The case involved an alleged kickback scheme between defendant Pauley Motor Car Co., a car seller (Pauley Motor), and defendant Bryan Pettigrew, who purchased cars on behalf of plaintiff DriveTime Car Sales Co., LLC (DriveTime). Records cited by plaintiff showed that Pettigrew paid comparatively more for Pauley Motor’s cars and paid comparatively less for cars sold by other parties, while a similarly situated DriveTime buyer paid comparatively less for Pauley Motor cars. There were also hearsay claims that Pettigrew had been seen being paid off by Pauley Motor in a bathroom, as well as clams that Pettigrew kept Pauley Motor gift cards given to its auction vehicle purchasers, notwithstanding a DriveTime policy and contractual obligation that DriveTime receive all auction purchase incentives. Id. at *1 – *2.
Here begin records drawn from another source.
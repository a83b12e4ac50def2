use std::fs;
use std::io;
use std::path::{Path, PathBuf};

use crate::error::{ScheduleError, ScheduleResult};
use crate::models::ScheduleConfig;

/// The JSON file holding the last schedule the user created.
#[derive(Debug, Clone)]
pub struct ConfigStore {
    path: PathBuf,
}

impl ConfigStore {
    pub fn new(path: impl Into<PathBuf>) -> Self {
        ConfigStore { path: path.into() }
    }

    pub fn path(&self) -> &Path {
        &self.path
    }

    /// Missing, unreadable and corrupt files all read as "no config".
    pub fn load(&self) -> Option<ScheduleConfig> {
        let content = match fs::read_to_string(&self.path) {
            Ok(content) => content,
            Err(err) if err.kind() == io::ErrorKind::NotFound => return None,
            Err(err) => {
                log::warn!("failed to read config {}: {}", self.path.display(), err);
                return None;
            }
        };

        match serde_json::from_str::<ScheduleConfig>(&content) {
            Ok(config) => Some(config),
            Err(err) => {
                log::warn!("ignoring unparsable config {}: {}", self.path.display(), err);
                None
            }
        }
    }

    /// Replaces the file wholesale via a temp file and rename.
    pub fn save(&self, config: &ScheduleConfig) -> ScheduleResult<()> {
        let fail = |reason: String| ScheduleError::Persistence {
            path: self.path.clone(),
            reason,
        };

        if let Some(parent) = self.path.parent().filter(|p| !p.as_os_str().is_empty()) {
            fs::create_dir_all(parent).map_err(|e| fail(format!("create directory: {e}")))?;
        }

        let serialized =
            serde_json::to_string_pretty(config).map_err(|e| fail(format!("serialize: {e}")))?;
        let temp_path = self.temp_path();

        fs::write(&temp_path, serialized).map_err(|e| fail(format!("write temp file: {e}")))?;
        if let Err(err) = fs::rename(&temp_path, &self.path) {
            let _ = fs::remove_file(&temp_path);
            return Err(fail(format!("replace config: {err}")));
        }

        log::debug!("saved schedule config to {}", self.path.display());
        Ok(())
    }

    /// Deletes the file; an already missing file counts as success.
    pub fn remove(&self) -> io::Result<()> {
        match fs::remove_file(&self.path) {
            Err(err) if err.kind() == io::ErrorKind::NotFound => Ok(()),
            other => other,
        }
    }

    fn temp_path(&self) -> PathBuf {
        let file_name = self
            .path
            .file_name()
            .and_then(|name| name.to_str())
            .unwrap_or("config.json");
        self.path.with_file_name(format!("{file_name}.tmp"))
    }
}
The plaintiff sued the defendants for fraud and conversion and issued a litigation hold requiring the defendants to preserve all text messages exchanged between them. A Pauley Motor executive stated, however, that he had exchanged text messages with Pettigrew, but lost some of those messages when he purchased a new phone after the litigation hold was in place. Id. at *3.
The defendants moved for summary judgment on the grounds that the plaintiff lacked any evidence of a fraud, and DriveTime filed a cross motion for spoliation sanctions and adverse inference instructions based on the Pauley Motor’s failure to preserve the text messages.
Judge Smith denied DriveTime’s request for an adverse inference under Fed. R. Civ. P. 37(e)(2) because it found no evidence that Pauley Motor discarded the text messages with an intent to deprive DriveTime of relevant evidence. In doing so, Judge Smith noted that “Rule 37(e)(2)’s intent standard is stringent and does not parallel other discovery standards.” Id. at *4 (internal quotation marks and citations omitted).
Even though an adverse inference was not warranted, Judge Smith determined that lesser sanctions authorized by Rule 37(e) were warranted because the text messages were relevant to plaintiff’s claims and the loss of the text messages prejudiced DriveTime under Rule 37(e)(1). “If as DriveTime alleges, Pauley Motor and Pettigrew entered into a kickback scheme, text messages between the two might provide highly relevant information. On the other hand, they might not — and at this point, we will never know.” Id. at *5. Because the loss of the messages prejudiced DriveTime, Judge Smith decided to impose measures “no greater than necessary to cure the prejudice,” as authorized by Rule 37(e)(1). To do so, he held that DriveTime could introduce evidence to the jury about the messages’ existence and their subsequent destruction.
Judge Smith then considered the defendants’ motion for summary judgment. As to each of the outstanding claims, he held either that there was conflicting evidence or that the loss of the messages created a genuine dispute of material fact that could be presented to the jury according to the court’s curative measures, and therefore, the defendants were not entitled to summary judgment.